• [RECORDS TO USE]

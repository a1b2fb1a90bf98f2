use crossbeam::channel::RecvTimeoutError;
use pretty_assertions::assert_eq;
use std::collections::BTreeMap;
use std::sync::atomic::{AtomicBool, AtomicUsize, Ordering};
use std::sync::Arc;
use std::thread::{self, JoinHandle};
use std::time::{Duration, Instant};
use tado_poller::coordinator::{self, Coordinator, CoordinatorConfig, CoordinatorStopped};
use tado_poller::models::tado::{MobileDeviceId, Power, ZoneId};
use tado_poller::provider::RemoteProvider;
use tado_poller::shutdown::{shutdown_channel, Shutdown, ShutdownTrigger};
use tado_poller::snapshot::{MobileDeviceInfo, SensorReading, WeatherInfo, Zone, ZoneInfo};
use tado_poller::zone_state::{Overlay, OverlayMode, TerminationType, ZoneState};

const WAIT: Duration = Duration::from_secs(2);

#[derive(Debug, thiserror::Error)]
#[error("scripted failure")]
struct ScriptedFailure;

/// Two-zone home: "Living room" on schedule and "Study" under a permanent overlay.
#[derive(Clone, Default)]
struct Scripted {
    calls: Arc<AtomicUsize>,
    fail_zone_info: Arc<AtomicBool>,
}

impl RemoteProvider for Scripted {
    type Error = ScriptedFailure;

    fn list_mobile_devices(&self) -> Result<Vec<MobileDeviceInfo>, ScriptedFailure> {
        self.calls.fetch_add(1, Ordering::SeqCst);
        Ok(vec![MobileDeviceInfo {
            id: MobileDeviceId(1),
            name: "phone".into(),
            geo_tracking_enabled: true,
            at_home: true,
            stale: false,
        }])
    }

    fn get_weather(&self) -> Result<WeatherInfo, ScriptedFailure> {
        self.calls.fetch_add(1, Ordering::SeqCst);
        Ok(WeatherInfo {
            outside_temperature_celsius: 4.5,
            solar_intensity_percentage: 12.0,
            weather_state: "CLOUDY".into(),
        })
    }

    fn list_zones(&self) -> Result<Vec<Zone>, ScriptedFailure> {
        self.calls.fetch_add(1, Ordering::SeqCst);
        Ok(vec![
            Zone {
                id: ZoneId(1),
                name: "Living room".into(),
            },
            Zone {
                id: ZoneId(2),
                name: "Study".into(),
            },
        ])
    }

    fn get_zone_info(&self, zone_id: ZoneId) -> Result<ZoneInfo, ScriptedFailure> {
        self.calls.fetch_add(1, Ordering::SeqCst);
        if zone_id == ZoneId(2) && self.fail_zone_info.load(Ordering::SeqCst) {
            return Err(ScriptedFailure);
        }
        let overlay = (zone_id == ZoneId(2)).then_some(Overlay {
            mode: OverlayMode::Permanent,
            termination: TerminationType::Manual,
        });
        Ok(ZoneInfo {
            power: Power::On,
            target_temperature_celsius: Some(21.0),
            overlay,
            sensor: SensorReading {
                temperature_celsius: 20.5,
                humidity_percentage: 48.0,
            },
            heating_power_percentage: 15.0,
        })
    }
}

fn config(heartbeat_ms: u64) -> CoordinatorConfig {
    CoordinatorConfig {
        poll_interval: Duration::from_secs(60),
        heartbeat: Duration::from_millis(heartbeat_ms),
    }
}

fn run(coordinator: Coordinator<Scripted>, shutdown: Shutdown) -> JoinHandle<()> {
    thread::spawn(move || coordinator.run(&shutdown))
}

fn stop(trigger: ShutdownTrigger, join: JoinHandle<()>) {
    trigger.trigger();
    let deadline = Instant::now() + WAIT;
    while !join.is_finished() {
        assert!(Instant::now() < deadline, "coordinator did not stop after shutdown");
        thread::sleep(Duration::from_millis(5));
    }
    join.join().unwrap();
}

#[test]
fn no_subscribers_means_no_remote_calls() {
    let provider = Scripted::default();
    let (trigger, shutdown) = shutdown_channel();
    let (_handle, join) = coordinator::spawn(provider.clone(), config(10), shutdown).unwrap();

    thread::sleep(Duration::from_millis(120));

    assert_eq!(provider.calls.load(Ordering::SeqCst), 0);
    stop(trigger, join);
}

#[test]
fn first_subscriber_is_served_within_a_heartbeat() {
    let (trigger, shutdown) = shutdown_channel();
    let (handle, join) = coordinator::spawn(Scripted::default(), config(20), shutdown).unwrap();

    let started = Instant::now();
    let subscription = handle.subscribe().unwrap();
    let snapshot = subscription.snapshots.recv_timeout(WAIT).unwrap();

    assert!(started.elapsed() < WAIT);
    assert_eq!(snapshot.zones.len(), 2);
    stop(trigger, join);
}

#[test]
fn snapshot_carries_zone_states() {
    let (trigger, shutdown) = shutdown_channel();
    let (handle, join) = coordinator::spawn(Scripted::default(), config(10), shutdown).unwrap();

    let subscription = handle.subscribe().unwrap();
    let snapshot = subscription.snapshots.recv_timeout(WAIT).unwrap();

    assert_eq!(
        snapshot.zone_states(),
        BTreeMap::from([(ZoneId(1), ZoneState::Auto), (ZoneId(2), ZoneState::Manual)])
    );
    assert_eq!(snapshot.lookup_zone(ZoneId(0), "Study").map(|z| z.id), Some(ZoneId(2)));
    assert_eq!(snapshot.weather.weather_state, "CLOUDY");
    assert!(snapshot.lookup_user(MobileDeviceId(1), "").is_some_and(|u| u.at_home));
    stop(trigger, join);
}

#[test]
fn failed_cycle_broadcasts_nothing() {
    let provider = Scripted::default();
    provider.fail_zone_info.store(true, Ordering::SeqCst);
    let (trigger, shutdown) = shutdown_channel();
    let (handle, join) = coordinator::spawn(provider.clone(), config(10), shutdown).unwrap();

    let subscription = handle.subscribe().unwrap();
    assert_eq!(
        subscription.snapshots.recv_timeout(Duration::from_millis(200)),
        Err(RecvTimeoutError::Timeout)
    );
    assert!(provider.calls.load(Ordering::SeqCst) > 0);

    // The coordinator keeps running; the next cycle succeeds.
    provider.fail_zone_info.store(false, Ordering::SeqCst);
    handle.refresh().unwrap();
    let snapshot = subscription.snapshots.recv_timeout(WAIT).unwrap();
    assert_eq!(snapshot.zone_info.len(), 2);
    stop(trigger, join);
}

#[test]
fn every_subscriber_gets_the_same_snapshot() {
    let coordinator = Coordinator::new(Scripted::default(), config(20));
    let handle = coordinator.handle();
    let a = handle.subscribe().unwrap();
    let b = handle.subscribe().unwrap();
    let (trigger, shutdown) = shutdown_channel();
    let join = run(coordinator, shutdown);

    let from_a = a.snapshots.recv_timeout(WAIT).unwrap();
    let from_b = b.snapshots.recv_timeout(WAIT).unwrap();

    assert!(Arc::ptr_eq(&from_a, &from_b));
    stop(trigger, join);
}

#[test]
fn refresh_delivers_an_extra_snapshot() {
    let provider = Scripted::default();
    let (trigger, shutdown) = shutdown_channel();
    let (handle, join) = coordinator::spawn(provider.clone(), config(10), shutdown).unwrap();

    let subscription = handle.subscribe().unwrap();
    let first = subscription.snapshots.recv_timeout(WAIT).unwrap();
    let calls_after_first = provider.calls.load(Ordering::SeqCst);

    handle.refresh().unwrap();
    let second = subscription.snapshots.recv_timeout(WAIT).unwrap();

    assert!(!Arc::ptr_eq(&first, &second));
    assert!(second.taken_at >= first.taken_at);
    // devices, weather, zones and one info per zone
    assert_eq!(provider.calls.load(Ordering::SeqCst), calls_after_first + 5);
    stop(trigger, join);
}

#[test]
fn unregistered_subscriber_stops_receiving() {
    let coordinator = Coordinator::new(Scripted::default(), config(20));
    let handle = coordinator.handle();
    let a = handle.subscribe().unwrap();
    let b = handle.subscribe().unwrap();
    let (trigger, shutdown) = shutdown_channel();
    let join = run(coordinator, shutdown);

    a.snapshots.recv_timeout(WAIT).unwrap();
    b.snapshots.recv_timeout(WAIT).unwrap();

    handle.unregister(a.id).unwrap();
    handle.refresh().unwrap();
    b.snapshots.recv_timeout(WAIT).unwrap();

    assert_eq!(
        a.snapshots.recv_timeout(Duration::from_millis(50)),
        Err(RecvTimeoutError::Disconnected)
    );
    stop(trigger, join);
}

#[test]
fn resubscribing_after_everyone_left_is_served_within_heartbeats() {
    let provider = Scripted::default();
    let (trigger, shutdown) = shutdown_channel();
    let cfg = CoordinatorConfig {
        poll_interval: Duration::from_secs(5),
        heartbeat: Duration::from_millis(20),
    };
    let (handle, join) = coordinator::spawn(provider, cfg, shutdown).unwrap();

    let first = handle.subscribe().unwrap();
    first.snapshots.recv_timeout(WAIT).unwrap();
    handle.unregister(first.id).unwrap();
    thread::sleep(Duration::from_millis(100));

    let second = handle.subscribe().unwrap();
    let started = Instant::now();
    second.snapshots.recv_timeout(Duration::from_secs(1)).unwrap();
    assert!(started.elapsed() < Duration::from_secs(1));
    stop(trigger, join);
}

#[test]
fn dropped_subscriber_does_not_block_others() {
    let coordinator = Coordinator::new(Scripted::default(), config(20));
    let handle = coordinator.handle();
    let gone = handle.subscribe().unwrap();
    let kept = handle.subscribe().unwrap();
    drop(gone);
    let (trigger, shutdown) = shutdown_channel();
    let join = run(coordinator, shutdown);

    kept.snapshots.recv_timeout(WAIT).unwrap();
    handle.refresh().unwrap();
    kept.snapshots.recv_timeout(WAIT).unwrap();
    stop(trigger, join);
}

#[test]
fn shutdown_interrupts_a_stalled_broadcast() {
    let provider = Scripted::default();
    let (trigger, shutdown) = shutdown_channel();
    let (handle, join) = coordinator::spawn(provider.clone(), config(10), shutdown).unwrap();

    // Never received from, so the broadcast blocks on this subscriber.
    let _stalled = handle.subscribe().unwrap();
    let deadline = Instant::now() + WAIT;
    while provider.calls.load(Ordering::SeqCst) < 5 {
        assert!(Instant::now() < deadline, "no poll happened");
        thread::sleep(Duration::from_millis(5));
    }

    stop(trigger, join);
    assert_eq!(handle.refresh(), Err(CoordinatorStopped));
}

• [EXERCISE OBJECTIVE]
Look above for the line holding "Err(RecvTimeoutError::Disconnected)". Print it and every line after it, exactly, through the line holding "let second = handle.subscribe().unwrap();".

• [REPLY TO THE EXERCISE]
        Err(RecvTimeoutError::Disconnected)
    );
    stop(trigger, join);
}

#[test]
fn resubscribing_after_everyone_left_is_served_within_heartbeats() {
    let provider = Scripted::default();
    let (trigger, shutdown) = shutdown_channel();
    let cfg = CoordinatorConfig {
        poll_interval: Duration::from_secs(5),
        heartbeat: Duration::from_millis(20),
    };
    let (handle, join) = coordinator::spawn(provider, cfg, shutdown).unwrap();

    let first = handle.subscribe().unwrap();
    first.snapshots.recv_timeout(WAIT).unwrap();
    handle.unregister(first.id).unwrap();
    thread::sleep(Duration::from_millis(100));

    let second = handle.subscribe().unwrap();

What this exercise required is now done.